---- Extracted material

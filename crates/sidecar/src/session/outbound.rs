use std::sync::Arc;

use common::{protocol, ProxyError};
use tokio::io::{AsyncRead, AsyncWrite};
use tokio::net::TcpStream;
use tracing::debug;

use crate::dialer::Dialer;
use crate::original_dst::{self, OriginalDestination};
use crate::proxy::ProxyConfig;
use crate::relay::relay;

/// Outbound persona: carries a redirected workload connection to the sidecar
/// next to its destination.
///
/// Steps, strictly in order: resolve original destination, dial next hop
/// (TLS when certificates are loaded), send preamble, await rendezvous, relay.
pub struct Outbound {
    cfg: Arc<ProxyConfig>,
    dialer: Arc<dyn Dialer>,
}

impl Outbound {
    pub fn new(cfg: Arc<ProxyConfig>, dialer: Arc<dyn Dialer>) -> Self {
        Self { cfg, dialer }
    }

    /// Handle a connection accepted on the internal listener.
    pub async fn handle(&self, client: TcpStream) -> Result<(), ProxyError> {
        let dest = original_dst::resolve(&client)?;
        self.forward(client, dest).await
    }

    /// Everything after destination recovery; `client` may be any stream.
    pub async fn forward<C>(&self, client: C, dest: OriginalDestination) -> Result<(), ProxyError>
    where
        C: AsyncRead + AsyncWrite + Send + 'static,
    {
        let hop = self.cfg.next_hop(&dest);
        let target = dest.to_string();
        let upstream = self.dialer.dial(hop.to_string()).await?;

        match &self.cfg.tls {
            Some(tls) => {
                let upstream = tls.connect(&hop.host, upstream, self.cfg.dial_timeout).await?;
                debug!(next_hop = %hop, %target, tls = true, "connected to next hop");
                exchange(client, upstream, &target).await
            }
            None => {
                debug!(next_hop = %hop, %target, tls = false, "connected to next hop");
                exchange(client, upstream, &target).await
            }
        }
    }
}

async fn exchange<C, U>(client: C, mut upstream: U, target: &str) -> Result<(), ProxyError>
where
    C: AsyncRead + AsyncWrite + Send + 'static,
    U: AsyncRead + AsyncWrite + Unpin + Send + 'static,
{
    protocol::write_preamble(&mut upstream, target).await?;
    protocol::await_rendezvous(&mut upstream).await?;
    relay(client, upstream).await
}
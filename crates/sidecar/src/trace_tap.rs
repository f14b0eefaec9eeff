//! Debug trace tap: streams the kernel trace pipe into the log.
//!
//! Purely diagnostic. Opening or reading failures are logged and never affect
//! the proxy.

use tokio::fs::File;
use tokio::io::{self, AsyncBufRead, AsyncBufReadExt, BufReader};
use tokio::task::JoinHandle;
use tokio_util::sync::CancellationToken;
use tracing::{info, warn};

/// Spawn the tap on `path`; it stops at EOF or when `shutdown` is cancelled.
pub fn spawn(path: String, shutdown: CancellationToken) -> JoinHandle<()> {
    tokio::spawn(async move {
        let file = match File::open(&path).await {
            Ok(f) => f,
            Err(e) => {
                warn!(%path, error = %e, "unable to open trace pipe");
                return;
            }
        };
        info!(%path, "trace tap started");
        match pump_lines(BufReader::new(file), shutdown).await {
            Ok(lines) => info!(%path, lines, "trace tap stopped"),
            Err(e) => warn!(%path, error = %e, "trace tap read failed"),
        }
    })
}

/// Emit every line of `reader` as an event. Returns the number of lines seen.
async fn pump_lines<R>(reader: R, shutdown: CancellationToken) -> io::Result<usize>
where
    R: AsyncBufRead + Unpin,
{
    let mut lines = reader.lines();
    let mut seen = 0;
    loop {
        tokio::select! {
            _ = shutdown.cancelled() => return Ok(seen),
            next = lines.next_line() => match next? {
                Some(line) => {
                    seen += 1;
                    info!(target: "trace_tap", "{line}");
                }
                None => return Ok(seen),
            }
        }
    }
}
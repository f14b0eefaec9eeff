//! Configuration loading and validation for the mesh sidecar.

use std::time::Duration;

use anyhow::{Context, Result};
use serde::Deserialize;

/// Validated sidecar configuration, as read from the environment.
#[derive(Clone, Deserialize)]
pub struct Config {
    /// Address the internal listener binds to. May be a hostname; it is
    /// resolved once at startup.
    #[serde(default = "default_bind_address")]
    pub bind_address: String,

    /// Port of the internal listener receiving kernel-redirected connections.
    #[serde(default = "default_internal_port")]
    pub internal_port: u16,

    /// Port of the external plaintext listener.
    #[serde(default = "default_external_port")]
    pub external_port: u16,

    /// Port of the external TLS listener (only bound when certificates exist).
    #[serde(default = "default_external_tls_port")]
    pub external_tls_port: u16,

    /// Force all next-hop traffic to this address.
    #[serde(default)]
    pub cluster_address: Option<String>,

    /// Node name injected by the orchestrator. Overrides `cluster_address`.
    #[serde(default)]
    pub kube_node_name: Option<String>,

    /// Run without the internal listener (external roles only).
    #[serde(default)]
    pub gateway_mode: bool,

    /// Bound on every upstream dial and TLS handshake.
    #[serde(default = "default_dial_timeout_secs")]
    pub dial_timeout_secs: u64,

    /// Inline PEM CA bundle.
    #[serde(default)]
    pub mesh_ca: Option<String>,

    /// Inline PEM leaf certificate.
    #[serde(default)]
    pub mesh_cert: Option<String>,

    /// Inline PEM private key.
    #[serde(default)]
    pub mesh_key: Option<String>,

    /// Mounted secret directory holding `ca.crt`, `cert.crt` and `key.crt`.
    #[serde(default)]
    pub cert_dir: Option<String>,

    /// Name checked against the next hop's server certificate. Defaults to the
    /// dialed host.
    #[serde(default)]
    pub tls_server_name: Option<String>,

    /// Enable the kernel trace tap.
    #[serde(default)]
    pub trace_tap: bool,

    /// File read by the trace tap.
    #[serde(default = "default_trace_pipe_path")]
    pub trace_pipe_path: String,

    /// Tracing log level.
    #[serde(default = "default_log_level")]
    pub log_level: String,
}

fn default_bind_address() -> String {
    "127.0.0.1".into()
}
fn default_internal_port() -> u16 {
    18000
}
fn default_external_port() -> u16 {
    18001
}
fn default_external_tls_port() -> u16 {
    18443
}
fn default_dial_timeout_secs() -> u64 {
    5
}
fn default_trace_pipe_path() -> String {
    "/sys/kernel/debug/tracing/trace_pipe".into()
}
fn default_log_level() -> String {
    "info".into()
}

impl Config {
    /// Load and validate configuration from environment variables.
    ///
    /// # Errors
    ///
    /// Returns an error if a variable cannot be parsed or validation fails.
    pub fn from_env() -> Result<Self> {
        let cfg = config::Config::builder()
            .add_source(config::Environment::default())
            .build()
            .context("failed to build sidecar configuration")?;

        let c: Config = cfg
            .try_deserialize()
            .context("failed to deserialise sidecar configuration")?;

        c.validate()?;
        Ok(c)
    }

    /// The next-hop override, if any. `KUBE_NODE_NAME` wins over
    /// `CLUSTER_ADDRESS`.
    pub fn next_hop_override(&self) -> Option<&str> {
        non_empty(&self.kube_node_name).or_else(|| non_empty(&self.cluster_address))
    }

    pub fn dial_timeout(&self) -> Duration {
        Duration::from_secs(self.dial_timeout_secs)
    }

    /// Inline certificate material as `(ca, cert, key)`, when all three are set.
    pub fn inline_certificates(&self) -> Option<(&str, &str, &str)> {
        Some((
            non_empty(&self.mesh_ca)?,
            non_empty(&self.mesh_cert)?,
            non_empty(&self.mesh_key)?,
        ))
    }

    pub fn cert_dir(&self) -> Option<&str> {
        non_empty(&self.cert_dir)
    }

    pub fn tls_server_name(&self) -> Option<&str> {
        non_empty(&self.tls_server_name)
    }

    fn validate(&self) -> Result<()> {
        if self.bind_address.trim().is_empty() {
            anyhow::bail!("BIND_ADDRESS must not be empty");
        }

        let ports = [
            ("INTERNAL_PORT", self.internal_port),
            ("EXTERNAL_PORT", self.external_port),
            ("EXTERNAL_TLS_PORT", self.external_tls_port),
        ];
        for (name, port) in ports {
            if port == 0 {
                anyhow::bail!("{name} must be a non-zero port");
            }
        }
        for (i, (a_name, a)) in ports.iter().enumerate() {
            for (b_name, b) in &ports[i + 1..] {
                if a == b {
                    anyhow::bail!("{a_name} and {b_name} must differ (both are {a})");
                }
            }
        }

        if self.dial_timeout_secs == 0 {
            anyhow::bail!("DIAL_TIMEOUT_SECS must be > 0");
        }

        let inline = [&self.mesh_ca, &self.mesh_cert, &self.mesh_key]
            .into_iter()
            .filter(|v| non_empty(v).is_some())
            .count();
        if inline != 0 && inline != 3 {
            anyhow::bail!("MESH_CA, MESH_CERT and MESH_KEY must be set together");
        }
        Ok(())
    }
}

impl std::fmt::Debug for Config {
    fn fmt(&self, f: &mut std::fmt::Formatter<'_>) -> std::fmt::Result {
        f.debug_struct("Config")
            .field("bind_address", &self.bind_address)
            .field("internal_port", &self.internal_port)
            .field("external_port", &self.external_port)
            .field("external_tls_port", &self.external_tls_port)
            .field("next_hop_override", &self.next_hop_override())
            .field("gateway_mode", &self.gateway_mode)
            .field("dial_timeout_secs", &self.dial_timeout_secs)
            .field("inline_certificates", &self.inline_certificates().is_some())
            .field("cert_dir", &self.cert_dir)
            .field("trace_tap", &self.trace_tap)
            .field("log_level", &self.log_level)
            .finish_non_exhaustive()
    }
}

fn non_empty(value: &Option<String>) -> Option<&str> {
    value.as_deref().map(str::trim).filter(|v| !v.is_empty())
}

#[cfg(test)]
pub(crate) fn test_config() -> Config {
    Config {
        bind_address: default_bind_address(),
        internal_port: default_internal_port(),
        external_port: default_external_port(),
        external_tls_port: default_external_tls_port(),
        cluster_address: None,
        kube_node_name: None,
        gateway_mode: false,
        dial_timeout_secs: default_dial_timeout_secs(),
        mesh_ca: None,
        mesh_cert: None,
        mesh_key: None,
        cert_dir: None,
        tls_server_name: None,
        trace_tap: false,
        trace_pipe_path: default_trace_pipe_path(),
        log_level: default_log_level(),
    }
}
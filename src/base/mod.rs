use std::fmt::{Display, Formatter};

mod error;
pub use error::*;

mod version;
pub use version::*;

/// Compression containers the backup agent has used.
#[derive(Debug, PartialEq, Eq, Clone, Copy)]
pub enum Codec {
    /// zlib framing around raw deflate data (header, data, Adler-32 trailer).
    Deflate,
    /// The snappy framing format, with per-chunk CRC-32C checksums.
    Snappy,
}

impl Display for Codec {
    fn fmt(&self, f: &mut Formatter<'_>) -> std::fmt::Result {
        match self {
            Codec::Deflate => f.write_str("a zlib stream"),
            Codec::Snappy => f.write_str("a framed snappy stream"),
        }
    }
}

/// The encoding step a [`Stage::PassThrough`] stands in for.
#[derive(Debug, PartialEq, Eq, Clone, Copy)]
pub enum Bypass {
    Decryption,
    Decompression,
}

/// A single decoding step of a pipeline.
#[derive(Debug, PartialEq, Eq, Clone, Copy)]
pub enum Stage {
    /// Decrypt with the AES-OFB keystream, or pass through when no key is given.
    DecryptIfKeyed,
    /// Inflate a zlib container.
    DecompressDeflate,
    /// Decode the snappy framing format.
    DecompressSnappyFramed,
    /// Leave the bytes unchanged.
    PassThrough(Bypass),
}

--------

Required action – Only a number is expected here: how many lines above contain the word "dialer".

Expected output – 5